Moderate-pain versus pain-free exercise, walking capacity, and cardiovascular health in patients with peripheral artery disease

Marko Novaković, Barbara Krevel, Uroš Rajkovič, Tjaša Vižintin Cuderman, Katja Janša Trontelj, Zlatko Fras, Borut Jug, Marko Novaković, Barbara Krevel, Uroš Rajkovič, Tjaša Vižintin Cuderman, Katja Janša Trontelj, Zlatko Fras, Borut Jug

Abstract

Objective: Supervised exercise training (walking) is recommended in patients with intermittent claudication, both as a means to improve symptoms (walking distance and quality of life [QoL]) and as a means to improve general cardiovascular health (including vascular function and heart rate variability [HRV]). Our aim was to compare two types of supervised training (moderate-pain and pain-free walking) with comparable intensity based on heart rate, in terms of walking capacity, QoL, vascular function, biomarkers, and HRV in patients with intermittent claudication.

Methods: Thirty-six adults with intermittent claudication were randomized to either moderate-pain or pain-free exercise training (36 sessions, two or three times a week) or usual care (no supervised exercise). Initial walking distance and absolute walking distance using treadmill testing, flow-mediated vasodilation and pulse wave velocity using ultrasound, N-terminal pro-B-type natriuretic peptide and fibrinogen levels, HRV, and QoL (36-Item Short Form Health Survey questionnaire) were determined at baseline and after the intervention period.

Results: Twenty-nine patients (mean age, 64 ± 9 years; 72% male) completed the study. Both training programs similarly improved walking capacity. Initial walking distance and absolute walking distance significantly increased with either moderate-pain walking (median, 50 m to 107 m [P = .005] and 85 m to 194 m [P = .005], respectively) or pain-free walking (median, 53 m to 128 m [P = .003] and 92 m to 163 m [P = .003], respectively). QoL also similarly improved with both training modalities, whereas only moderate-pain walking was also associated with a statistically significant improvement in the vascular parameters flow-mediated vasodilation (4.4% to 8.0%; P = .002) and pulse wave velocity (6.6 m/s to 6.1 m/s; P = .013). Neither training program was associated with changes in biomarker levels and HRV.

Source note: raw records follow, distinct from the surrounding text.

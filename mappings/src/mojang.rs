//! Reading mappings in the format Mojang publishes them in, which is the format of ProGuard.
//!
//! ```txt
//! # comment
//! net.minecraft.Apple -> a:
//!     int value -> b
//!     1:3:void grow(int,java.lang.String[]):10:12 -> c
//! net.minecraft.Apple$Seed -> a$d:
//! ```
//!
//! The left hand side is the mapped name, the right hand side the obfuscated one. Types of members are always in the
//! mapped namespace.

use std::fs::File;
use std::io::{BufRead, BufReader, Read};
use std::path::Path;
use anyhow::{anyhow, Context, Result};
use log::{debug, trace};
use crate::{FieldSpec, Mappings, MappingsBuilder, MethodSpec, TypeSpec};

/// Reads a mappings file, naming the mappings after the file.
pub fn read_file(path: impl AsRef<Path>) -> Result<Mappings> {
	let path = path.as_ref();
	let name = path.file_name().map_or_else(|| path.display().to_string(), |name| name.to_string_lossy().into_owned());
	read(name, File::open(path)?)
		.with_context(|| anyhow!("failed to read mappings file {path:?} as mojang mappings"))
}

/// Reads mappings from the given reader.
///
/// ```
/// use mappings::Direction;
///
/// let string = "\
/// org.example.Apple -> a:
///     int value -> b
/// ";
/// let mappings = mappings::mojang::read("example", string.as_bytes()).unwrap();
///
/// assert_eq!(mappings.map_type_name("a"), "org/example/Apple");
/// ```
pub fn read(name: impl Into<String>, reader: impl Read) -> Result<Mappings> {
	let mut builder = MappingsBuilder::new(name);
	let mut current: Option<TypeSpec> = None;

	for (line_number, line) in BufReader::new(reader).lines().enumerate() {
		let line_number = line_number + 1;
		let line = line?;

		read_line(&mut builder, &mut current, &line)
			.with_context(|| anyhow!("in line {line_number}: {line:?}"))?;
	}

	if let Some(spec) = current {
		builder.add_type(spec)?;
	}

	let mappings = builder.freeze();
	debug!("read {} types from mojang mappings {:?}", mappings.len(), mappings.name());
	Ok(mappings)
}

fn dots_to_slashes(s: &str) -> String {
	s.replace('.', "/")
}

/// Strips the `1:3:` prefix ProGuard puts before methods with line numbers.
fn strip_line_numbers(mut s: &str) -> &str {
	for _ in 0..2 {
		match s.split_once(':') {
			Some((digits, rest)) if !digits.is_empty() && digits.bytes().all(|b| b.is_ascii_digit()) => s = rest,
			_ => break,
		}
	}
	s
}

fn read_line(builder: &mut MappingsBuilder, current: &mut Option<TypeSpec>, line: &str) -> Result<()> {
	let trimmed = line.trim();
	if trimmed.is_empty() || trimmed.starts_with('#') {
		return Ok(());
	}

	if !line.starts_with(char::is_whitespace) {
		let (mapped, obfuscated) = trimmed.strip_suffix(':')
			.context("class line doesn't end with `:`")?
			.split_once(" -> ")
			.context("class line has no ` -> `")?;

		if let Some(finished) = current.take() {
			trace!("finished type {:?}", finished.obfuscated_name);
			builder.add_type(finished)?;
		}
		*current = Some(TypeSpec::new(dots_to_slashes(obfuscated.trim()), dots_to_slashes(mapped.trim())));
		return Ok(());
	}

	let spec = current.as_mut().context("member line before any class line")?;

	let (left, obfuscated) = trimmed.split_once(" -> ")
		.context("member line has no ` -> `")?;
	let obfuscated = obfuscated.trim();

	if left.contains('(') {
		let (return_type, rest) = strip_line_numbers(left).split_once(' ')
			.context("method has no return type")?;
		let (mapped, rest) = rest.split_once('(')
			.context("method has no `(`")?;
		// anything after the `)` is the line number range of inlined methods
		let (arguments, _) = rest.split_once(')')
			.context("method has no `)`")?;

		let argument_types: Vec<String> = if arguments.is_empty() {
			Vec::new()
		} else {
			arguments.split(',').map(|argument| dots_to_slashes(argument.trim())).collect()
		};

		spec.add_method(MethodSpec::new(obfuscated, mapped, dots_to_slashes(return_type), argument_types));
	} else {
		let (field_type, mapped) = left.split_once(' ')
			.context("field has no type")?;

		spec.add_field(FieldSpec::new(obfuscated, mapped.trim(), dots_to_slashes(field_type)));
	}

	Ok(())
}

#[cfg(test)]
mod testing {
	use anyhow::{anyhow, Result};
	use pretty_assertions::assert_eq;
	use crate::{Direction, Member};
	use crate::mojang::strip_line_numbers;

	const MAPPINGS: &str = "\
# a comment
# another one
net.minecraft.Apple -> a:
    int value -> b
    java.lang.String[] names -> c
    1:3:void grow(int,java.lang.String[]):10:12 -> d
    net.minecraft.Apple$Seed plant(net.minecraft.Apple) -> e
    void <init>() -> <init>
net.minecraft.Apple$Seed -> a$f:
    4:4:boolean isRipe() -> a
net.minecraft.Core -> g:
";

	#[test]
	fn read() -> Result<()> {
		let mappings = super::read("test", MAPPINGS.as_bytes())?;
		assert_eq!(mappings.name(), "test");
		assert_eq!(mappings.len(), 3);

		assert_eq!(mappings.map_type_name("a"), "net/minecraft/Apple");
		assert_eq!(mappings.map_type_name("a$f"), "net/minecraft/Apple$Seed");
		assert_eq!(mappings.obfuscate_type_name("net/minecraft/Core"), "g");

		let apple = mappings.resolve_type("a", Direction::Obfuscated).ok_or_else(|| anyhow!("no a"))?;
		assert_eq!(apple.fields().len(), 2);
		assert_eq!(apple.resolve_field("c", Direction::Obfuscated).map(|f| f.field_type()), Some("java/lang/String[]"));

		let grow = apple.resolve_method(&mappings, "d", "(I[Ljava/lang/String;)V", Direction::Obfuscated)
			.ok_or_else(|| anyhow!("no grow"))?;
		assert_eq!(grow.mapped_name(), "grow");

		let plant = apple.resolve_method(&mappings, "e", "(La;)La$f;", Direction::Obfuscated)
			.ok_or_else(|| anyhow!("no plant"))?;
		assert_eq!(plant.descriptor(&mappings, Direction::Mapped), "(Lnet/minecraft/Apple;)Lnet/minecraft/Apple$Seed;");

		let seed = mappings.resolve_type("net/minecraft/Apple$Seed", Direction::Mapped).ok_or_else(|| anyhow!("no seed"))?;
		assert_eq!(seed.methods()[0].descriptor(&mappings, Direction::Obfuscated), "()Z");
		Ok(())
	}

	#[test]
	fn nested_before_parent_fails() {
		let mappings = "net.minecraft.Apple$Seed -> a$f:\nnet.minecraft.Apple -> a:\n";
		assert!(super::read("test", mappings.as_bytes()).is_err());
	}

	#[test]
	fn member_before_class_fails() {
		let mappings = "    int value -> b\n";
		let error = super::read("test", mappings.as_bytes()).err();
		assert!(error.is_some_and(|e| format!("{e:?}").contains("line 1")));
	}

	#[test]
	fn malformed_class_line_fails() {
		assert!(super::read("test", "net.minecraft.Apple a:\n".as_bytes()).is_err());
		assert!(super::read("test", "net.minecraft.Apple -> a\n".as_bytes()).is_err());
	}

	#[test]
	fn line_numbers() {
		assert_eq!(strip_line_numbers("1:3:void a()"), "void a()");
		assert_eq!(strip_line_numbers("void a()"), "void a()");
		assert_eq!(strip_line_numbers("12:void a()"), "void a()");
	}
}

Conclusions: Both moderate-pain and pain-free training modalities were safe and similarly improved walking capacity and health-related QoL. Conversely, vascular function improvements were associated with only moderate-pain walking.

Trial registration: ClinicalTrials.gov NCT02642276.

Keywords: Exercise; Intermittent claudication; Peripheral artery disease; Vascular stiffness; Walking.